まぁ、連絡もなく突然家に押しかけてきた時から薄々分かってはいたんけだけどね。

そういう話は医者にしろと何度も言っているのに、「次の診察まで落ち着かない」と言って事あるごとに家にやって来る。


まぁ、今日は暇だったからいいけど。



家に押しかけてきた女、夕子は私の大学時代のサークル仲間であり、今も、一応、友人である。

何事もなく堂々としていれば、160近くはある身長に、モデルのようなすらりとした体型。整った目鼻立ちに色白な肌。

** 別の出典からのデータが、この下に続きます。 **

//! Strategy derivation. Last stage of the chain.

use std::sync::Arc;

use async_trait::async_trait;
use serde_json::json;
use vpipe_models::{Job, JobPayload, Stage, Strategy, VideoStatus};
use vpipe_storage::{StorageError, VideoRepository};

use super::{payload_mismatch, JobContext, StageHandler, StageOutput};
use crate::error::{WorkerError, WorkerResult};
use crate::pipeline::stage_def;
use crate::strategy_gen;

pub struct StrategyStage {
    videos: Arc<dyn VideoRepository>,
}

impl StrategyStage {
    pub fn new(videos: Arc<dyn VideoRepository>) -> Self {
        Self { videos }
    }
}

#[async_trait]
impl StageHandler for StrategyStage {
    fn stage(&self) -> Stage {
        Stage::Strategy
    }

    async fn handle(&self, job: &Job, ctx: &JobContext) -> WorkerResult<StageOutput> {
        let JobPayload::Strategy(payload) = &job.payload else {
            return Err(payload_mismatch(Stage::Strategy, job));
        };
        let video_id = &payload.video_id;

        let existing = self.videos.strategy_for_video(video_id).await?;
        if let Some(strategy) = &existing {
            let ready = self
                .videos
                .get_video(video_id)
                .await?
                .is_some_and(|video| video.status == VideoStatus::Ready);
            if ready {
                ctx.logger()
                    .log_warning("video already ready with a stored strategy, nothing to do");
                return Ok(summary(strategy));
            }
        }

        self.videos
            .set_status(video_id, stage_def(Stage::Strategy).status)
            .await?;
        ctx.progress(20, "strategy generation started").await?;

        let strategy = match existing {
            Some(existing) => {
                ctx.logger()
                    .log_warning("strategy already persisted by an earlier attempt, reusing it");
                existing
            }
            None => {
                let strategy =
                    strategy_gen::generate_strategy(video_id, &payload.user_id, &payload.analysis);
                ctx.progress(
                    70,
                    &format!(
                        "{} hooks, {} captions, {} hashtag sets",
                        strategy.hooks.len(),
                        strategy.captions.len(),
                        strategy.hashtags.len()
                    ),
                )
                .await?;
                self.persist(strategy).await?
            }
        };
        ctx.progress(90, "strategy saved").await?;

        self.videos.set_status(video_id, VideoStatus::Ready).await?;
        Ok(summary(&strategy))
    }
}

impl StrategyStage {
    /// Insert, or return the row a concurrent attempt stored first.
    async fn persist(&self, strategy: Strategy) -> WorkerResult<Strategy> {
        match self.videos.insert_strategy(&strategy).await {
            Ok(()) => Ok(strategy),
            Err(StorageError::AlreadyExists(_)) => self
                .videos
                .strategy_for_video(&strategy.video_id)
                .await?
                .ok_or_else(|| WorkerError::strategy_failed("strategy vanished after insert race")),
            Err(e) => Err(e.into()),
        }
    }
}

fn summary(strategy: &Strategy) -> StageOutput {
    StageOutput::new(json!({
        "strategy_id": strategy.id,
        "hooks": strategy.hooks.len(),
        "captions": strategy.captions.len(),
        "hashtag_sets": strategy.hashtags.len(),
    }))
}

そしてサラサラとしてツヤのあるロングヘアー。

『美人』っていうのは、こういう人のことを言うんだ、と思わせるような美女である。


しかし、今の彼女は、『蛇にに睨まれた蛙』という言葉がぴったりの様相である。

いつも何かから身を守るかのように背を丸め、周りのありとあらゆるものが敵であると言わんばかり視線を地面に向け、びくびくと怯えている。


そう、彼女は『欝病』である。

それでも、ちゃんとかかりつけの医者も居るし、薬ももらっている。

何より、その医者が軽度と診断するのである。

本人はこの世の終わりのように思っているようだが、医者曰く、薬飲んで休めば『治る』のだ。入院しろだとかそういう大袈裟な状態ではないのだ。


まぁ、そういうふうに考えてしまう病気なのであろう。


彼女の鬱病を起こさせた理由は、会社にあるらしい。

彼女が入った会社は、新入社員であろうと役職者であろうと、こと『教育』に関してはかなり厳しいらしい。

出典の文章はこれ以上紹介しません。